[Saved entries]

════════

//! End-to-end tests for the relay HTTP contract.
//!
//! The router is driven in-process with `tower::ServiceExt::oneshot`; search
//! and inference providers are either in-process (static/dummy) or small
//! axum fakes bound on 127.0.0.1:0.

use std::net::SocketAddr;
use std::sync::atomic::{AtomicUsize, Ordering};
use std::sync::{Arc, Mutex};
use std::time::Duration;

use axum::Router;
use axum::body::Body;
use axum::http::{Request, StatusCode};
use axum::routing::post;
use serde_json::{Value, json};
use tower::ServiceExt;

use symptom_relay::http::{HttpState, build_router};
use symptom_relay::llm::LlmProvider;
use symptom_relay::llm::providers::dummy::DummyProvider;
use symptom_relay::llm::providers::openai_compatible::OpenAiCompatibleProvider;
use symptom_relay::logstore::LogStore;
use symptom_relay::logstore::memory::MemoryLogStore;
use symptom_relay::logstore::rest::RestLogStore;
use symptom_relay::relay::Relay;
use symptom_relay::relay::prompt::PromptTemplates;
use symptom_relay::search::SearchProvider;
use symptom_relay::search::providers::fixed::StaticProvider;
use symptom_relay::search::providers::serper::SerperProvider;

// =============================================================================
// Helpers
// =============================================================================

const THREE_SECTIONS: &str = "## Possible Conditions\nA common cold or tension headache.\n\n\
## Home Care Recommendations\nRest and fluids.\n\n\
## When to Seek Medical Attention\nHigh fever or stiff neck.\n\n\
*Not medical advice.*";

async fn spawn(router: Router) -> SocketAddr {
    let listener = tokio::net::TcpListener::bind("127.0.0.1:0").await.unwrap();
    let addr = listener.local_addr().unwrap();
    tokio::spawn(async move { axum::serve(listener, router).await.unwrap() });
    addr
}

/// Fake chat-completions endpoint that records the user content it receives.
#[derive(Clone, Default)]
struct FakeLlm {
    calls: Arc<AtomicUsize>,
    last_user: Arc<Mutex<Option<String>>>,
}

impl FakeLlm {
    async fn provider(&self, delay: Duration) -> LlmProvider {
        let me = self.clone();
        let router = Router::new().route(
            "/v1/chat/completions",
            post(move |axum::Json(body): axum::Json<Value>| {
                let me = me.clone();
                async move {
                    me.calls.fetch_add(1, Ordering::SeqCst);
                    *me.last_user.lock().unwrap() =
                        body["messages"][1]["content"].as_str().map(str::to_string);
                    tokio::time::sleep(delay).await;
                    axum::Json(json!({ "choices": [{ "message": { "content": THREE_SECTIONS } }] }))
                }
            }),
        );
        let addr = spawn(router).await;
        LlmProvider::OpenAiCompatible(
            OpenAiCompatibleProvider::new(
                format!("http://{addr}/v1/chat/completions"),
                "test-model".into(),
                0.0,
                256,
                10,
                None,
            )
            .unwrap(),
        )
    }

    fn calls(&self) -> usize {
        self.calls.load(Ordering::SeqCst)
    }

    fn last_user(&self) -> Option<String> {
        self.last_user.lock().unwrap().clone()
    }
}

/// Fake search endpoint that counts calls and returns the given organic list.
async fn counting_search(organic: Value) -> (SearchProvider, Arc<AtomicUsize>) {
    let calls = Arc::new(AtomicUsize::new(0));
    let counter = Arc::clone(&calls);
    let router = Router::new().route(
        "/search",
        post(move || {
            let counter = Arc::clone(&counter);
            let organic = organic.clone();
            async move {
                counter.fetch_add(1, Ordering::SeqCst);
                axum::Json(json!({ "organic": organic }))
            }
        }),
    );
    let addr = spawn(router).await;
    let provider = SearchProvider::Serper(
        SerperProvider::new(format!("http://{addr}/search"), Some("key".into()), 5, 5).unwrap(),
    );
    (provider, calls)
}

fn static_two() -> SearchProvider {
    SearchProvider::Static(StaticProvider::new(
        vec![
            ("Tension headache".into(), "Tension headaches cause mild, aching pain.".into()),
            ("Sore throat".into(), "Most sore throats are caused by viral infections.".into()),
        ],
        5,
    ))
}

fn failing_llm() -> LlmProvider {
    LlmProvider::OpenAiCompatible(
        OpenAiCompatibleProvider::new("http://127.0.0.1:1/v1/chat/completions".into(), "m".into(), 0.0, 64, 1, None)
            .unwrap(),
    )
}

fn app(relay: Relay, timeout: Duration) -> Router {
    build_router(HttpState::new(Arc::new(relay), timeout), "/")
}

fn relay(search: SearchProvider, llm: LlmProvider) -> Relay {
    Relay::new(search, llm, PromptTemplates::default(), "Test Assistant")
}

fn post_json(body: &str) -> Request<Body> {
    Request::post("/")
        .header("content-type", "application/json")
        .header("origin", "https://chat.example")
        .body(Body::from(body.to_string()))
        .unwrap()
}

async fn send(app: Router, req: Request<Body>) -> (StatusCode, Value) {
    let resp = app.oneshot(req).await.unwrap();
    let status = resp.status();
    let bytes = axum::body::to_bytes(resp.into_body(), 1024 * 1024).await.unwrap();
    let json = if bytes.is_empty() { Value::Null } else { serde_json::from_slice(&bytes).unwrap() };
    (status, json)
}

// =============================================================================
// Liveness and CORS
// =============================================================================

#[tokio::test]
async fn get_is_liveness() {
    let app = app(relay(static_two(), LlmProvider::Dummy(DummyProvider)), Duration::from_secs(5));
    let resp = app.oneshot(Request::get("/").body(Body::empty()).unwrap()).await.unwrap();
    assert_eq!(resp.status(), StatusCode::OK);
}

#[tokio::test]
async fn preflight_is_permissive_and_empty() {
    let app = app(relay(static_two(), LlmProvider::Dummy(DummyProvider)), Duration::from_secs(5));
    let req = Request::builder()
        .method("OPTIONS")
        .uri("/")
        .header("origin", "https://anywhere.example")
        .header("access-control-request-method", "POST")
        .header("access-control-request-headers", "content-type")
        .body(Body::empty())
        .unwrap();
    let resp = app.oneshot(req).await.unwrap();
    assert!(resp.status().is_success());

    let headers = resp.headers();
    assert_eq!(headers.get("access-control-allow-origin").unwrap(), "*");
    let methods = headers.get("access-control-allow-methods").unwrap().to_str().unwrap().to_string();
    for m in ["GET", "POST", "OPTIONS"] {
        assert!(methods.contains(m), "missing {m} in {methods}");
    }
    let body = axum::body::to_bytes(resp.into_body(), 1024).await.unwrap();
    assert!(body.is_empty());
}

#[tokio::test]
async fn post_response_carries_cors_header() {
    let app = app(relay(static_two(), LlmProvider::Dummy(DummyProvider)), Duration::from_secs(5));
    let resp = app.oneshot(post_json(r#"{"message":"cough"}"#)).await.unwrap();
    assert_eq!(resp.headers().get("access-control-allow-origin").unwrap(), "*");
}

// =============================================================================
// Answer scenarios
// =============================================================================

#[tokio::test]
async fn headache_scenario_embeds_numbered_snippets_and_returns_sections() {
    let llm = FakeLlm::default();
    let app = app(relay(static_two(), llm.provider(Duration::ZERO).await), Duration::from_secs(10));

    let (status, body) =
        send(app, post_json(r#"{"message":"I have a mild headache and sore throat"}"#)).await;

    assert_eq!(status, StatusCode::OK);
    let reply = body["reply"].as_str().unwrap();
    assert!(!reply.is_empty());
    assert!(reply.contains("Possible Conditions"));
    assert!(reply.contains("Home Care"));
    assert!(reply.contains("Seek Medical Attention"));
    assert!(body.get("error").is_none());

    let user = llm.last_user().unwrap();
    assert!(user.contains("1. Tension headache: Tension headaches cause mild, aching pain."));
    assert!(user.contains("2. Sore throat: Most sore throats are caused by viral infections."));
    assert!(user.contains("I have a mild headache and sore throat"));
}

#[tokio::test]
async fn empty_message_rejected_before_any_provider_call() {
    let (search, search_calls) = counting_search(json!([{ "title": "t", "snippet": "s" }])).await;
    let llm = FakeLlm::default();
    let app = app(relay(search, llm.provider(Duration::ZERO).await), Duration::from_secs(5));

    let (status, body) = send(app, post_json(r#"{"message":""}"#)).await;

    assert_eq!(status, StatusCode::BAD_REQUEST);
    assert_eq!(body["error"], "message required");
    assert!(body.get("reply").is_none());
    assert_eq!(search_calls.load(Ordering::SeqCst), 0);
    assert_eq!(llm.calls(), 0);
}

#[tokio::test]
async fn missing_message_field_is_message_required() {
    let app = app(relay(static_two(), LlmProvider::Dummy(DummyProvider)), Duration::from_secs(5));
    let (status, body) = send(app, post_json("{}")).await;
    assert_eq!(status, StatusCode::BAD_REQUEST);
    assert_eq!(body["error"], "message required");
}

#[tokio::test]
async fn malformed_json_is_bad_request() {
    let app = app(relay(static_two(), LlmProvider::Dummy(DummyProvider)), Duration::from_secs(5));
    let (status, body) = send(app, post_json("{not json")).await;
    assert_eq!(status, StatusCode::BAD_REQUEST);
    assert!(body["error"].as_str().unwrap().starts_with("invalid request body"));
}

#[tokio::test]
async fn zero_search_results_still_succeeds() {
    let (search, search_calls) = counting_search(json!([])).await;
    let llm = FakeLlm::default();
    let app = app(relay(search, llm.provider(Duration::ZERO).await), Duration::from_secs(10));

    let (status, body) = send(app, post_json(r#"{"message":"itchy eyes"}"#)).await;

    assert_eq!(status, StatusCode::OK);
    assert!(!body["reply"].as_str().unwrap().is_empty());
    assert_eq!(search_calls.load(Ordering::SeqCst), 1);
    assert!(llm.last_user().unwrap().contains("No web results found"));
}

#[tokio::test]
async fn missing_search_credential_is_configuration_failure() {
    let search = SearchProvider::Serper(
        SerperProvider::new("http://127.0.0.1:1/search".into(), None, 5, 1).unwrap(),
    );
    let llm = FakeLlm::default();
    let app = app(relay(search, llm.provider(Duration::ZERO).await), Duration::from_secs(5));

    let (status, body) = send(app, post_json(r#"{"message":"cough"}"#)).await;

    assert_eq!(status, StatusCode::INTERNAL_SERVER_ERROR);
    assert!(body["error"].as_str().unwrap().contains("configuration error"));
    assert_eq!(llm.calls(), 0);
}

#[tokio::test]
async fn inference_failure_is_failure_not_empty_reply() {
    let app = app(relay(static_two(), failing_llm()), Duration::from_secs(5));

    let (status, body) = send(app, post_json(r#"{"message":"rash on arm"}"#)).await;

    assert!(!status.is_success());
    assert!(body.get("reply").is_none());
    assert!(body["error"].as_str().unwrap().starts_with("failed to generate response"));
}

#[tokio::test]
async fn slow_inference_hits_request_timeout() {
    let llm = FakeLlm::default();
    let app = app(relay(static_two(), llm.provider(Duration::from_secs(3)).await), Duration::from_millis(300));

    let (status, body) = send(app, post_json(r#"{"message":"chest pain"}"#)).await;

    assert_eq!(status, StatusCode::GATEWAY_TIMEOUT);
    assert_eq!(body["error"], "request timed out");
}

// =============================================================================
// Logging is best-effort
// =============================================================================

#[tokio::test]
async fn log_store_outcome_never_changes_the_response() {
    let llm = FakeLlm::default();
    let provider = llm.provider(Duration::ZERO).await;

    let memory = MemoryLogStore::new();
    let ok_relay = Arc::new(
        relay(static_two(), provider.clone()).with_log_store(Some(LogStore::Memory(memory.clone()))),
    );
    let broken = RestLogStore::new("http://127.0.0.1:1/rest/v1".into(), "chat_logs", "k".into(), 1).unwrap();
    let bad_relay = Arc::new(relay(static_two(), provider).with_log_store(Some(LogStore::Rest(broken))));

    let ok_app = build_router(HttpState::new(Arc::clone(&ok_relay), Duration::from_secs(10)), "/");
    let bad_app = build_router(HttpState::new(Arc::clone(&bad_relay), Duration::from_secs(10)), "/");

    let (ok_status, ok_body) = send(ok_app, post_json(r#"{"message":"sneezing"}"#)).await;
    let (bad_status, bad_body) = send(bad_app, post_json(r#"{"message":"sneezing"}"#)).await;

    assert_eq!(ok_status, StatusCode::OK);
    assert_eq!(ok_status, bad_status);
    assert_eq!(ok_body, bad_body);

    ok_relay.flush_logs().await;
    bad_relay.flush_logs().await;

    let records = memory.records();
    assert_eq!(records.len(), 1);
    assert_eq!(records[0].query, "sneezing");
    assert_eq!(records[0].response, ok_body["reply"].as_str().unwrap());
    assert!(records[0].context.starts_with("1. Tension headache"));
}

════════

:: Task description ::
What is the number of lines in the data that include "Home"? Answer with that number alone.

:: Result of this exercise ::
2